Supercooling in Food Science

Supercooling has applications in improving the taste and texture of frozen foods. Freezing is a common way to preserve food, but the ice crystals that form in the cells of fruits, vegetables and meat burst the cells and change the texture of the food once it has thawed. Using pulsed electric and magnetic fields, it is possible to cool stored food below the freezing point, but keep the water from crystallizing and creating tissue damage. This technology is still in development at the time of publication, but it has the potential to produce frozen food that tastes more like fresh food.

Using Supercooling to Stay Warm

You can keep one supercooled liquid in your pocket. Reusable hand-warmers employ supercooling to store heat for later use. The hand-warmers are sealed in heat-safe plastic bags filled with a solution of sodium acetate and water. To charge the hand-warmer, you submerse it in boiling water. When you remove it from the water, the sodium acetate solution cools to room temperature, below its normal freezing point, but remains liquid. There is a small metal disk in the bag as well. By bending the disk, you create a seed for crystallization and the sodium acetate solidifies in an exothermic reaction, releasing heat.

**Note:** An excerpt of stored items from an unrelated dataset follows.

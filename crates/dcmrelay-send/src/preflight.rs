//! Pre-flight checks run before any chunk is dispatched: manifest loading,
//! checkpoint/result-file reconciliation for resume, and the ToolF Java
//! healthcheck (spec §4.6 "Pre-flight").

use std::collections::HashSet;
use std::time::Duration;

use camino::Utf8Path;
use dcmrelay_artifact::checkpoint::{load_send_checkpoint, write_send_checkpoint};
use dcmrelay_artifact::csv_io::read_csv_rows;
use dcmrelay_artifact::events::write_telemetry_event;
use dcmrelay_artifact::layout::resolve_run_artifact_path;
use dcmrelay_artifact::ArtifactError;
use dcmrelay_driver::java::resolve_java_executable;
use dcmrelay_driver::toolf::check_critical_jars;
use dcmrelay_types::event::EventType;
use dcmrelay_types::record::{FileManifestRow, SendCheckpoint, SendResultRow};
use dcmrelay_types::{CheckpointMode, Toolkit};
use dcmrelay_util::clock::now_iso;

use crate::error::SendError;

/// Selected-for-send rows from `core/manifest_files.csv`, in manifest order
/// (i.e. `seq` ascending — the order Analyze discovered them in).
pub fn load_selected_files(run_dir: &Utf8Path) -> Result<Vec<FileManifestRow>, SendError> {
    let path = resolve_run_artifact_path(run_dir, "manifest_files.csv", false)
        .map_err(|e| SendError::ManifestUnreadable {
            path: run_dir.join("manifest_files.csv"),
            source: ArtifactError::Read {
                path: run_dir.join("manifest_files.csv"),
                source: e,
            },
        })?;
    let mut rows = read_csv_rows::<FileManifestRow>(&path)?;
    rows.sort_by_key(|r| r.seq);
    let selected: Vec<FileManifestRow> = rows.into_iter().filter(|r| r.selected_for_send).collect();
    if selected.is_empty() {
        return Err(SendError::NothingSelected);
    }
    Ok(selected)
}

/// How far a previous attempt at this run/toolkit/mode got, reconciled
/// between the JSON checkpoint (fast path, written every chunk) and the
/// per-file results table (ground truth, written every row).
#[derive(Debug, Clone, Copy, Default)]
pub struct ResumeState {
    pub done_files: u64,
    pub resumed: bool,
}

/// Load and reconcile resume state for `(toolkit, folder_mode)`.
///
/// The checkpoint is the fast path but can lag one chunk behind the results
/// table if the process died between the last result row and the next
/// checkpoint write; the larger of the two `done_files` values wins, and a
/// `SEND_RESUME_FROM_RESULTS` event is emitted when the results table was
/// the one that was ahead (spec §4.6, §9).
pub fn load_resume_state(
    run_dir: &Utf8Path,
    run_id: &str,
    toolkit: Toolkit,
    folder_mode: bool,
) -> Result<ResumeState, SendError> {
    let checkpoint_done = load_send_checkpoint(run_dir, toolkit, folder_mode)?
        .map(|c| c.done_files)
        .unwrap_or(0);

    let results_path = resolve_run_artifact_path(run_dir, "send_results_by_file.csv", false)
        .map_err(|e| SendError::ManifestUnreadable {
            path: run_dir.join("send_results_by_file.csv"),
            source: ArtifactError::Read {
                path: run_dir.join("send_results_by_file.csv"),
                source: e,
            },
        })?;
    let results = read_csv_rows::<SendResultRow>(&results_path)?;
    let results_done: u64 = results
        .iter()
        .filter(|r| r.run_id == run_id)
        .map(|r| r.file_path.clone())
        .collect::<HashSet<_>>()
        .len() as u64;

    let done_files = checkpoint_done.max(results_done);
    let resumed = done_files > 0;

    if results_done > checkpoint_done {
        let events_path = resolve_run_artifact_path(run_dir, "events.csv", true)
            .map_err(|e| SendError::ManifestUnreadable {
                path: run_dir.join("events.csv"),
                source: ArtifactError::Write {
                    path: run_dir.join("events.csv"),
                    source: e,
                },
            })?;
        write_telemetry_event(
            &events_path,
            run_id,
            EventType::SendResumeFromResults,
            &format!("checkpoint reported {checkpoint_done} done files; results table has {results_done}"),
            "",
        )?;
    }

    Ok(ResumeState { done_files, resumed })
}

/// Persist a checkpoint after a chunk (or single item) completes.
pub fn write_checkpoint(
    run_dir: &Utf8Path,
    toolkit: Toolkit,
    folder_mode: bool,
    done_units: u64,
    done_files: u64,
    mode: CheckpointMode,
    reason: &str,
) -> Result<(), SendError> {
    let cp = SendCheckpoint {
        done_units,
        done_files,
        updated_at: now_iso(),
        checkpoint_mode: mode,
        checkpoint_reason: reason.to_string(),
    };
    write_send_checkpoint(run_dir, toolkit, folder_mode, &cp)?;
    Ok(())
}

/// Resolve and verify a usable `java` for ToolF's direct-invocation path,
/// then check `dcm4che_bin_dir`'s sibling `lib/` directory for every
/// critical jar marker (spec §4.6 pre-flight step 5). Emits the matching
/// telemetry event either way.
pub fn java_healthcheck(
    run_dir: &Utf8Path,
    run_id: &str,
    healthcheck_timeout: Duration,
    dcm4che_bin_dir: Option<&Utf8Path>,
) -> Result<(), SendError> {
    let events_path = resolve_run_artifact_path(run_dir, "events.csv", true)
        .map_err(|e| SendError::ManifestUnreadable {
            path: run_dir.join("events.csv"),
            source: ArtifactError::Write {
                path: run_dir.join("events.csv"),
                source: e,
            },
        })?;

    let java_path = match resolve_java_executable(healthcheck_timeout) {
        Ok(path) => path,
        Err(reason) => {
            write_telemetry_event(
                &events_path,
                run_id,
                EventType::RunSendJavaHealthcheckFail,
                &reason,
                "",
            )?;
            return Err(SendError::JavaUnavailable { reason });
        }
    };

    let Some(bin_dir) = dcm4che_bin_dir else {
        write_telemetry_event(
            &events_path,
            run_id,
            EventType::RunSendJavaHealthcheck,
            &format!("usable java runtime located at {java_path}"),
            "",
        )?;
        return Ok(());
    };

    let (missing, lib_dir) = check_critical_jars(bin_dir);
    if missing.is_empty() {
        write_telemetry_event(
            &events_path,
            run_id,
            EventType::RunSendJavaHealthcheck,
            &format!("usable java runtime located at {java_path}"),
            format!("status=OK;lib={lib_dir}"),
        )?;
        Ok(())
    } else {
        let missing_list = missing.join(",");
        write_telemetry_event(
            &events_path,
            run_id,
            EventType::RunSendJavaHealthcheckFail,
            &format!("critical dcm4che jars missing under {lib_dir}: {missing_list}"),
            format!("status=FAIL;lib={lib_dir};missing={missing_list}"),
        )?;
        Err(SendError::JavaUnavailable {
            reason: format!("missing critical jars under {lib_dir}: {missing_list}"),
        })
    }
}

Supercooled Semiconductors

When you think of liquids, you might not consider metals, but metals have a freezing point, too; it is just usually at very high temperatures, and is often called the melting point. It is possible to supercool metals hundreds of degrees below their freezing point, a property that is valuable in manufacturing semiconductors. Semiconductors share properties with electric conductors and insulators and are used in many consumer electronics. Supercooling alloys, combinations of metals, to create semiconductors creates a more effective crystalline structure.

Supercooling in Nature

Plants and animals use supercooling in frigid conditions to keep their body tissues from being damaged by ice crystal formation. Some species of insects have eliminated points in their physiology that could act as seeds for ice crystals. By eliminating points where ice may form and holding perfectly still, they avoid freezing during hibernation. Some species of plants also allow their tissues to supercool, although supercooled buds can dehydrate, losing their protection, so supercooling is generally combined with other strategies to avoid freezing and ice damage.